Ex(10.2): show that for boson field, the invariqance of (10.13b) under scale transformations, implies

$$d_{\phi} = 1 \ \ (10.17)$$

These values for d correspond to the natural dimention of the fields in units of mass.


Special conformal transformations;

In Eq(9.12), if we put A = a (a spacetime index),

$$f^{ab} = 2 x^{a}x^{b} - \eta^{ab} x^{2} \ \ (10.18)$$
$$D^{aj}_{i} = -2 d x^{a}\delta^{j}_{i} + 2 x_{b}\Sigma^{baj}_{i} \ \ (10.19)$$

and
$$G^{a} = K^{a} \ \ (10.20)$$

we find

$$\delta^{a}_{(C)}\phi_{i} = [i K^{a}, \phi_{i}] = (2x^{a}x^{b} - \eta^{ab}x^{2}) \partial_{b}\phi_{i} + 2d x^{a}\phi_{i} - 2 x_{b}\Sigma^{baj}_{i}\phi_{j} \ \ (10.21)$$

In offering Eq(10.19) we assumed that the field carries irreducible representation of Lorentz group. This will become clear in the next post when we rederive the equations (10.8),(10.12) and (10.21), using the theory of induced representations.

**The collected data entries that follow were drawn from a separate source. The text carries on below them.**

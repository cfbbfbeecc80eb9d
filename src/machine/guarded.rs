//! Machine whose states whitelist the transitions they accept.

use super::config::MachineConfig;
use super::registry::Registry;
use crate::core::{
    report, FsmError, FsmResult, GuardedState, MachineId, Operation, State, StateHistory,
    StateId, StateTransition,
};

/// Boxed state stored by a [`GuardedMachine`].
pub type BoxedGuardedState<I, A> = Box<dyn GuardedState<Id = I, Actor = A>>;

/// Result of a transition accepted by the current state.
#[derive(Clone, Debug, PartialEq)]
pub enum TransitionOutcome<I: StateId> {
    /// The target state was found and entered.
    Completed(StateTransition<I>),

    /// The current state accepted the transition but no state with the target
    /// identifier is registered. `current_id` now reports `target` while the
    /// previous state object stays active and no hooks ran.
    Dangling { state: I, target: I },
}

impl<I: StateId> TransitionOutcome<I> {
    pub fn is_completed(&self) -> bool {
        matches!(self, Self::Completed(_))
    }
}

/// State machine that resolves transitions through per-state whitelists.
///
/// A transition is performed only if the current state accepts it; the
/// accepted identifier then names the state to enter. This models the machine
/// as a graph with explicit edges.
///
/// The active identifier and the active state object are tracked separately.
/// They agree after every completed transition and diverge only after a
/// [`TransitionOutcome::Dangling`] result, which [`is_consistent`] detects.
///
/// [`is_consistent`]: GuardedMachine::is_consistent
///
/// # Example
///
/// ```rust
/// use brainstem::core::{GuardedState, State, TransitionSet};
/// use brainstem::machine::GuardedMachine;
/// use brainstem::state_id;
///
/// state_id! {
///     enum Door {
///         null: None,
///         Open,
///         Closed,
///     }
/// }
///
/// struct Node {
///     id: Door,
///     transitions: TransitionSet<Door>,
/// }
///
/// impl State for Node {
///     type Id = Door;
///     type Actor = ();
///
///     fn id(&self) -> Door {
///         self.id
///     }
///
///     fn reason(&mut self, _: &mut ()) -> Option<Door> {
///         None
///     }
///
///     fn act(&mut self, _: &mut ()) {}
/// }
///
/// impl GuardedState for Node {
///     fn transitions(&self) -> &TransitionSet<Door> {
///         &self.transitions
///     }
///
///     fn transitions_mut(&mut self) -> &mut TransitionSet<Door> {
///         &mut self.transitions
///     }
/// }
///
/// let mut open = Node { id: Door::Open, transitions: TransitionSet::new() };
/// open.add_transition(Door::Closed).unwrap();
/// let closed = Node { id: Door::Closed, transitions: TransitionSet::new() };
///
/// let mut machine = GuardedMachine::new();
/// machine.add_state(open).unwrap();
/// machine.add_state(closed).unwrap();
///
/// machine.perform_transition(Door::Closed).unwrap();
/// assert_eq!(machine.current_id(), Some(Door::Closed));
///
/// // Closed accepts nothing, so there is no way back.
/// assert!(machine.perform_transition(Door::Open).is_err());
/// ```
pub struct GuardedMachine<I: StateId, A: 'static> {
    registry: Registry<dyn GuardedState<Id = I, Actor = A>>,
    current_id: Option<I>,
}

impl<I: StateId, A: 'static> Default for GuardedMachine<I, A> {
    fn default() -> Self {
        Self::new()
    }
}

impl<I: StateId, A: 'static> GuardedMachine<I, A> {
    /// Create an empty machine with default configuration.
    pub fn new() -> Self {
        Self::with_config(MachineConfig::default())
    }

    pub fn with_config(config: MachineConfig) -> Self {
        Self {
            registry: Registry::new(config),
            current_id: None,
        }
    }

    pub fn machine_id(&self) -> MachineId {
        self.registry.id()
    }

    pub fn config(&self) -> &MachineConfig {
        self.registry.config()
    }

    /// Register a state.
    ///
    /// The first state registered becomes current, without running hooks.
    /// Fails with `NullReferenceRejected` if the state reports the null
    /// identifier and with `DuplicateStateId` if its identifier is taken.
    pub fn add_state<S>(&mut self, state: S) -> FsmResult<(), I>
    where
        S: GuardedState<Id = I, Actor = A> + 'static,
    {
        self.add_boxed_state(Box::new(state))
    }

    pub fn add_boxed_state(&mut self, state: BoxedGuardedState<I, A>) -> FsmResult<(), I> {
        let id = state.id();
        let initial = self.registry.len() == 0;
        self.registry.add(state)?;
        if initial {
            self.current_id = Some(id);
        }
        Ok(())
    }

    /// Deregister a state and hand it back.
    ///
    /// Fails with `NullIdentifierMisuse` for the sentinel, `StateNotFound` if
    /// no such state is registered, and `ActiveStateRemoval` if it is the
    /// active state object.
    pub fn remove_state(&mut self, id: I) -> FsmResult<BoxedGuardedState<I, A>, I> {
        self.registry.remove(id)
    }

    /// Perform transition `trans` from the current state.
    ///
    /// Fails without side effects if `trans` is the sentinel, the machine is
    /// empty, or the current state does not accept `trans`. Otherwise
    /// `current_id` becomes `trans`; if a state with that identifier exists,
    /// the current state's `on_exit` runs, the found state becomes current and
    /// its `on_enter` runs. If none exists the result is
    /// [`TransitionOutcome::Dangling`].
    pub fn perform_transition(&mut self, trans: I) -> FsmResult<TransitionOutcome<I>, I> {
        let op = Operation::PerformTransition;
        if trans.is_null() {
            return report(
                self.registry.name(),
                FsmError::NullIdentifierMisuse { operation: op },
            );
        }

        let Some(from) = self.registry.current_index() else {
            return report(
                self.registry.name(),
                FsmError::Uninitialized { operation: op },
            );
        };
        let current = self.registry.at(from);
        let state_id = current.id();
        let resolved = current.resolve_transition(trans);

        if resolved.is_null() {
            return report(
                self.registry.name(),
                FsmError::TransitionNotAccepted {
                    operation: op,
                    state: state_id,
                    transition: trans,
                },
            );
        }

        self.current_id = Some(resolved);

        match self.registry.position(resolved) {
            Some(to) => Ok(TransitionOutcome::Completed(
                self.registry.hand_off(from, to, trans),
            )),
            None => {
                tracing::warn!(
                    machine = %self.registry.name(),
                    state = ?state_id,
                    target = ?resolved,
                    "Accepted transition targets an unregistered state; current id and state now disagree"
                );
                Ok(TransitionOutcome::Dangling {
                    state: state_id,
                    target: resolved,
                })
            }
        }
    }

    /// Let the current state decide whether to move on.
    pub fn reason(&mut self, actor: &mut A) -> FsmResult<Option<I>, I> {
        match self.registry.current_mut() {
            Some(state) => Ok(state.reason(actor)),
            None => report(
                self.registry.name(),
                FsmError::Uninitialized {
                    operation: Operation::Reason,
                },
            ),
        }
    }

    /// Run the current state's per-tick behavior.
    pub fn act(&mut self, actor: &mut A) -> FsmResult<(), I> {
        match self.registry.current_mut() {
            Some(state) => {
                state.act(actor);
                Ok(())
            }
            None => report(
                self.registry.name(),
                FsmError::Uninitialized {
                    operation: Operation::Act,
                },
            ),
        }
    }

    /// The active identifier, `None` before any state is added.
    ///
    /// After a dangling transition this names the unregistered target rather
    /// than the active state object.
    pub fn current_id(&self) -> Option<I> {
        self.current_id
    }

    pub fn current_state(&self) -> Option<&(dyn GuardedState<Id = I, Actor = A> + 'static)> {
        self.registry.current()
    }

    pub fn current_state_mut(
        &mut self,
    ) -> Option<&mut (dyn GuardedState<Id = I, Actor = A> + 'static)> {
        self.registry.current_mut()
    }

    /// Check that the active identifier names the active state object.
    pub fn is_consistent(&self) -> bool {
        self.current_id == self.registry.current().map(|s| s.id())
    }

    pub fn state(&self, id: I) -> Option<&(dyn GuardedState<Id = I, Actor = A> + 'static)> {
        self.registry.get(id)
    }

    pub fn state_mut(
        &mut self,
        id: I,
    ) -> Option<&mut (dyn GuardedState<Id = I, Actor = A> + 'static)> {
        self.registry.get_mut(id)
    }

    pub fn contains(&self, id: I) -> bool {
        self.registry.position(id).is_some()
    }

    /// Registered identifiers in insertion order.
    pub fn state_ids(&self) -> impl Iterator<Item = I> + '_ {
        self.registry.ids()
    }

    pub fn len(&self) -> usize {
        self.registry.len()
    }

    pub fn is_empty(&self) -> bool {
        self.registry.len() == 0
    }

    pub fn history(&self) -> &StateHistory<I> {
        self.registry.history()
    }
}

At this moment in time, Eq(5.25c) and (7.11) are the only hints we have for (10.19).


more to come soon..

 

[samalkhaiat]

The actin of conformal generators III

Let $$\mathcal{G}$$ be a Lie group such that the Minkowski space can be identified with the coset space

$$M^{n} = \mathcal{G} / H \equiv \frac{(G^{A},P^{a})}{(G^{A})} \ \ (11.1)$$

where the subgroup H (generated by $$G^{A}$$ ) leaves the origin x = 0 invariant, and P generates the usual abelian group of translation.

Now, given any representation of the "little" group H on $$\phi (0)$$ , we can induce it to the whole group, i.e., to a representation of $$\mathcal{G}$$ on $$\phi (x)$$ . This is done using the definition

$$\phi (x) = e^{i P.x}\phi (0) e^{-i P.x} \ \ (11.2a)$$

i.e.,

$$\partial \phi (x) = [iP_{a}, \phi (x)] \ \ (11.2b)$$

and the algebra of $$\mathcal{G}$$ , i.e., the commutators [P,G], [P,P] and [G,G].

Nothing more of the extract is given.